5. Procedimentos Metodológicos
Para esta análise, o método de pesquisa utilizado foi de cunho qualitativo, sendo adotados
como estratégia de investigação os conceitos propostos por Gil (1996) e Vergara (1997). Podendo
classificá-la segundo dois critérios básicos: Quanto aos fins é através de pesquisa exploratória,
procurando estudar teorias sobre o assunto proposto que foram desenvolvidas por diversos
autores, reforçada com a leitura de artigos e da jurisprudência pátria sobre a matéria.E descritiva,
na busca por identificar as características de determinado fenômeno ou população, neste caso a
tragédia na região Serrana do Rio de Janeiro.
6. Considerações finais
Neste artigo fica evidente que as tragédias urbanas retratadas na região serrana do Rio de
Janeiro poderiam e deveriam ser evitadas por uma gestão pública mais comprometida com a vida
e a segurança da população. Porém, esta não é a realidade da maioria das cidades brasileiras e
mesmo com a adoção de medidas mitigadoras, desastres continuarão ocorrendo. Portanto, é
preciso que os planos diretores saiam do papel, que o planejamento urbano e a gestão do risco
sejam efetivos na administração publica para que, pelo menos, o impacto destes desastres
naturais seja amenizados para que a vida humana seja preservada.
Para isso, primeiramente, os estudos geográficos sobre ocupação da população em áreas
de risco devem levar em consideração o impacto socioambiental proveniente das alterações no
ambiente causadas pelos processos de mudanças sociais em decorrência das atividades
econômicas e ausência do poder público e também a efetiva participação popular, mobilizando-se
e atuando em prol do coletivo, porquanto o povo é o personagem principal em situações como tais
e o verdadeiro potencial e poder de mudança da realidade atual repousa em suas mãos.

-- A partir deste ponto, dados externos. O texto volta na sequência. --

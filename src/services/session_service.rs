use std::sync::Arc;

use uuid::Uuid;

use crate::models::{Language, Session, UpdateCodeRequest};
use crate::store::{SessionStore, StoreError};

/// Business logic for session operations, on top of a pluggable store.
#[derive(Clone)]
pub struct SessionService {
    store: Arc<dyn SessionStore>,
}

impl SessionService {
    pub fn new(store: Arc<dyn SessionStore>) -> Self {
        Self { store }
    }

    pub async fn create_session(
        &self,
        language: Option<Language>,
    ) -> Result<Session, StoreError> {
        self.store.create(language.unwrap_or_default()).await
    }

    pub async fn get_session(&self, id: Uuid) -> Result<Option<Session>, StoreError> {
        self.store.get(id).await
    }

    /// Replace the session's code; replace the language only when the request
    /// carries one. A request without a language must not reset it.
    pub async fn update_code(
        &self,
        id: Uuid,
        request: UpdateCodeRequest,
    ) -> Result<Option<Session>, StoreError> {
        let Some(session) = self.store.get(id).await? else {
            return Ok(None);
        };

        let updated = Session {
            code: request.code,
            language: request.language.unwrap_or(session.language),
            ..session
        };
        self.store.update(updated).await
    }

    pub async fn add_participant(&self, id: Uuid) -> Result<Option<Session>, StoreError> {
        self.store.increment_participants(id).await
    }

    pub async fn remove_participant(&self, id: Uuid) -> Result<Option<Session>, StoreError> {
        self.store.decrement_participants(id).await
    }
}

#[cfg(test)]
mod tests {
    use super::*;
    use crate::store::MemorySessionStore;

    fn service() -> SessionService {
        SessionService::new(Arc::new(MemorySessionStore::new()))
    }

    #[tokio::test]
    async fn create_defaults_to_javascript() {
        let service = service();
        let session = service.create_session(None).await.unwrap();
        assert_eq!(session.language, Language::Javascript);

        let session = service
            .create_session(Some(Language::Python))
            .await
            .unwrap();
        assert_eq!(session.language, Language::Python);
    }

    #[tokio::test]
    async fn update_code_preserves_language_when_not_supplied() {
        let service = service();
        let session = service
            .create_session(Some(Language::Python))
            .await
            .unwrap();

        let updated = service
            .update_code(
                session.id,
                UpdateCodeRequest {
                    code: "print(1)".into(),
                    language: None,
                },
            )
            .await
            .unwrap()
            .unwrap();

        assert_eq!(updated.code, "print(1)");
        assert_eq!(updated.language, Language::Python);
    }

    #[tokio::test]
    async fn update_code_replaces_language_when_supplied() {
        let service = service();
        let session = service.create_session(None).await.unwrap();

        let updated = service
            .update_code(
                session.id,
                UpdateCodeRequest {
                    code: "print(1)".into(),
                    language: Some(Language::Python),
                },
            )
            .await
            .unwrap()
            .unwrap();

        assert_eq!(updated.language, Language::Python);

        // The stored record reflects both fields.
        let fetched = service.get_session(session.id).await.unwrap().unwrap();
        assert_eq!(fetched.code, "print(1)");
        assert_eq!(fetched.language, Language::Python);
        assert_eq!(fetched.created_at, session.created_at);
    }

    #[tokio::test]
    async fn update_code_for_unknown_session_is_none() {
        let service = service();
        let result = service
            .update_code(
                Uuid::new_v4(),
                UpdateCodeRequest {
                    code: "x".into(),
                    language: None,
                },
            )
            .await
            .unwrap();
        assert!(result.is_none());
    }
}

Conclui-se que os desastres na região serrana do Rio de Janeiro devem ser entendidos
como uma construção social de risco, ou seja, eventos produzidos pela interferência da sociedade
no meio ambiente. As consequências e mortes ocorridas por esta tragédia são frutos inicialmente
de uma escolha política e uma ideologia capitalista, que gera uma lenta progressão na aplicação
de soluções sociais e econômicas na ocupação do território urbano.
Deve-se neste momento considerar a perspectiva paradigmática do desenvolvimento
sustentável, que de certa maneira submete a questão econômica às outras dimensões sócias,
culturais e ecológicas na tomada de decisão sobre o que fazer para quem e de que modo. A
sustentabilidade da vida nas regiões serranas precisa de uma revisão de seu paradigma para não
se ficar aprisionado em um circulo viciado onde o curto prazo e a privatização dos lucros é à custa
da socialização dos prejuízos. Faz-se necessário uma mudança do lugar que a população ocupa
neste cenário de vítima passiva para uma posição mais proativa nas decisões de consumo
consciente, na negociação de projetos sociais e de destino de ocupação dos espaços. Propõe-se
que o primeiro passo seja a criação de coletivos que abriguem a participação como processo de
emancipação. As políticas urbanas mais sustentáveis, projetos sociais mais sustentáveis ecoarão
nas gerações futuras que poderão viver em cidades mais sustentáveis.